■ TASK DESCRIPTION: The line containing "use crate::auth::AuthConfig;" marks the end: quote every line from the start of the records below through it, word for word.

[Collected data entries]
====================

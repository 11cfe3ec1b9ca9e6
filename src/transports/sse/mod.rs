// SSE (Server-Sent Events) Transport
use anyhow::{anyhow, Result};
use async_trait::async_trait;
use bytes::Bytes;
use futures::StreamExt;
use reqwest::{header, Client};
use serde_json::{json, Value};
use std::collections::HashMap;
use std::time::Duration;
use tokio::sync::mpsc;

/// Maximum time to wait for the next chunk before raising a timeout envelope.
const CHUNK_READ_TIMEOUT: Duration = Duration::from_secs(5);

use crate::auth::AuthConfig;
use crate::providers::base::Provider;
use crate::providers::sse::SseProvider;
use crate::tools::Tool;
use crate::transports::{
    stream::{boxed_channel_stream, StreamResult},
    ClientTransport,
};

pub struct SseTransport {
    client: Client,
}

impl SseTransport {
    pub fn new() -> Self {
        Self {
            client: Client::new(),
        }
    }

    fn build_payload(&self, prov: &SseProvider, args: HashMap<String, Value>) -> Value {
        if let Some(body_field) = &prov.body_field {
            json!({ body_field: args })
        } else {
            json!(args)
        }
    }

    fn value_to_header(value: &Value) -> Option<String> {
        match value {
            Value::String(s) => Some(s.clone()),
            Value::Number(n) => Some(n.to_string()),
            Value::Bool(b) => Some(b.to_string()),
            _ => None,
        }
    }

    fn split_headers_from_args(
        &self,
        prov: &SseProvider,
        mut args: HashMap<String, Value>,
    ) -> (HashMap<String, String>, HashMap<String, Value>) {
        let mut headers = HashMap::new();
        if let Some(header_fields) = &prov.header_fields {
            for field in header_fields {
                if let Some(value) = args.remove(field) {
                    if let Some(header_value) = Self::value_to_header(&value) {
                        headers.insert(field.clone(), header_value);
                    }
                }
            }
        }
        (headers, args)
    }

    fn apply_headers(
        &self,
        request: reqwest::RequestBuilder,
        prov: &SseProvider,
        extra_accept: Option<&str>,
        dynamic_headers: &HashMap<String, String>,
    ) -> reqwest::RequestBuilder {
        let mut builder = request;
        builder = builder.header("Accept", extra_accept.unwrap_or("application/json"));
        if let Some(headers) = &prov.headers {
            for (k, v) in headers {
                builder = builder.header(k, v);
            }
        }
        for (k, v) in dynamic_headers {
            builder = builder.header(k, v);
        }
        builder
    }

    fn apply_auth(
        &self,
        builder: reqwest::RequestBuilder,
        auth: &AuthConfig,
    ) -> Result<reqwest::RequestBuilder> {
        match auth {
            AuthConfig::ApiKey(api_key) => {
                let location = api_key.location.to_ascii_lowercase();
                match location.as_str() {
                    "header" => Ok(builder.header(&api_key.var_name, &api_key.api_key)),
                    "query" => {
                        Ok(builder.query(&[(api_key.var_name.clone(), api_key.api_key.clone())]))
                    }
                    "cookie" => {
                        let cookie_value = format!("{}={}", api_key.var_name, api_key.api_key);
                        Ok(builder.header(header::COOKIE, cookie_value))
                    }
                    other => Err(anyhow!("Unsupported API key location: {}", other)),
                }
            }
            AuthConfig::Basic(basic) => {
                Ok(builder.basic_auth(&basic.username, Some(&basic.password)))
            }
            AuthConfig::OAuth2(_) => Err(anyhow!(
                "OAuth2 auth is not yet supported by the SSE transport"
            )),
        }
    }

    fn parse_tools_from_body(&self, body: &str) -> Vec<Tool> {
        if let Ok(manifest) = serde_json::from_str::<Value>(body) {
            if let Some(tools) = manifest.get("tools").and_then(|v| v.as_array()) {
                let mut parsed = Vec::new();
                for t in tools {
                    if let Ok(tool) = serde_json::from_value::<Tool>(t.clone()) {
                        parsed.push(tool);
                    }
                }
                return parsed;
            }
        }
        vec![]
    }

    fn spawn_sse_reader(
        &self,
        mut stream: impl futures::Stream<Item = Result<Bytes, reqwest::Error>> + Send + Unpin + 'static,
    ) -> mpsc::Receiver<Result<Value>> {
        let (tx, rx) = mpsc::channel(16);
        tokio::spawn(async move {
            let mut buffer = String::new();
            let mut data_buf = String::new();

            loop {
                let chunk_res = match tokio::time::timeout(CHUNK_READ_TIMEOUT, stream.next()).await
                {
                    Ok(Some(chunk_res)) => chunk_res,
                    Ok(None) => break,
                    Err(_) => {
                        let _ = tx
                            .send(Err(anyhow!(
                                "timeout: no SSE chunk received within {:?}",
                                CHUNK_READ_TIMEOUT
                            )))
                            .await;
                        return;
                    }
                };
                match chunk_res {
                    Ok(bytes) => {
                        buffer.push_str(&String::from_utf8_lossy(&bytes));
                        loop {
                            if let Some(pos) = buffer.find('\n') {
                                let mut line = buffer[..pos].to_string();
                                buffer.drain(..=pos);
                                line = line.trim_end_matches('\r').to_string();

                                if line.starts_with("data: ") {
                                    if !data_buf.is_empty() {
                                        data_buf.push('\n');
                                    }
                                    data_buf.push_str(&line[6..]);
                                } else if line.is_empty() {
                                    if !data_buf.is_empty() {
                                        if data_buf.trim() == "[DONE]" {
                                            return;
                                        }
                                        let parsed = serde_json::from_str::<Value>(&data_buf)
                                            .map_err(|e| {
                                                anyhow!("Failed to parse SSE data: {}", e)
                                            });
                                        if tx.send(parsed).await.is_err() {
                                            return;
                                        }
                                        data_buf.clear();
                                    }
                                }
                            } else {
                                break;
                            }
                        }
                    }
                    Err(err) => {
                        let _ = tx
                            .send(Err(anyhow!("Error reading SSE stream: {}", err)))
                            .await;
                        return;
                    }
                }
            }

            // Flush trailing data if present
            if !data_buf.is_empty() {
                let _ = tx
                    .send(
                        serde_json::from_str::<Value>(&data_buf)
                            .map_err(|e| anyhow!("Failed to parse SSE data: {}", e)),
                    )
                    .await;
            }
        });
        rx
    }
}

#[async_trait]
impl ClientTransport for SseTransport {
    fn name(&self) -> &'static str {
        "sse"
    }

    async fn register_tool_provider(&self, prov: &dyn Provider) -> Result<Vec<Tool>> {
        let sse_prov = prov
            .as_any()
            .downcast_ref::<SseProvider>()
            .ok_or_else(|| anyhow!("Provider is not an SseProvider"))?;

        let mut request = self
            .client
            .get(&sse_prov.url)
            .header("Accept", "application/json");
        request = self.apply_headers(request, sse_prov, None, &HashMap::new());
        if let Some(auth) = &sse_prov.base.auth {
            request = self.apply_auth(request, auth)?;
        }

        let response = request.send().await?;
        if !response.status().is_success() {
            return Err(anyhow!(
                "Failed to fetch tools from {}: {}",
                sse_prov.url,
                response.status()
            ));
        }

        let body = response.text().await?;
        Ok(self.parse_tools_from_body(&body))
    }

    async fn deregister_tool_provider(&self, _prov: &dyn Provider) -> Result<()> {
        Ok(())
    }

    async fn call_tool(
        &self,
        tool_name: &str,
        args: HashMap<String, Value>,
        prov: &dyn Provider,
    ) -> Result<Value> {
        // Use streaming parser and eagerly collect values.
        let mut stream = self.call_tool_stream(tool_name, args, prov).await?;
        let mut items = Vec::new();
        while let Some(item) = stream.next().await? {
            items.push(item);
        }
        stream.close().await?;
        Ok(Value::Array(items))
    }

    async fn call_tool_stream(
        &self,
        tool_name: &str,
        args: HashMap<String, Value>,
        prov: &dyn Provider,
    ) -> Result<Box<dyn StreamResult>> {
        let sse_prov = prov
            .as_any()
            .downcast_ref::<SseProvider>()
            .ok_or_else(|| anyhow!("Provider is not an SseProvider"))?;

        let call_name = tool_name
            .strip_prefix(&format!("{}.", sse_prov.base.name))
            .unwrap_or(tool_name);
        let url = format!("{}/{}", sse_prov.url.trim_end_matches('/'), call_name);
        let (header_args, payload_args) = self.split_headers_from_args(sse_prov, args);
        let payload = self.build_payload(sse_prov, payload_args);

        let mut request = self
            .client
            .post(url)
            .header("Content-Type", "application/json");
        request = self.apply_headers(request, sse_prov, Some("text/event-stream"), &header_args);
        if let Some(auth) = &sse_prov.base.auth {
            request = self.apply_auth(request, auth)?;
        }
        let response = request.json(&payload).send().await?;

        if !response.status().is_success() {
            return Err(anyhow!("SSE request failed: {}", response.status()));
        }

        let rx = self.spawn_sse_reader(response.bytes_stream());
        Ok(boxed_channel_stream(rx, None))
    }
}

====================

■ EXERCISE RESPONSE:
repository 11cfe3ec1b9ca9e6
filename src/transports/sse/mod.rs
// SSE (Server-Sent Events) Transport
use anyhow::{anyhow, Result};
use async_trait::async_trait;
use bytes::Bytes;
use futures::StreamExt;
use reqwest::{header, Client};
use serde_json::{json, Value};
use std::collections::HashMap;
use std::time::Duration;
use tokio::sync::mpsc;

/// Maximum time to wait for the next chunk before raising a timeout envelope.
const CHUNK_READ_TIMEOUT: Duration = Duration::from_secs(5);

use crate::auth::AuthConfig;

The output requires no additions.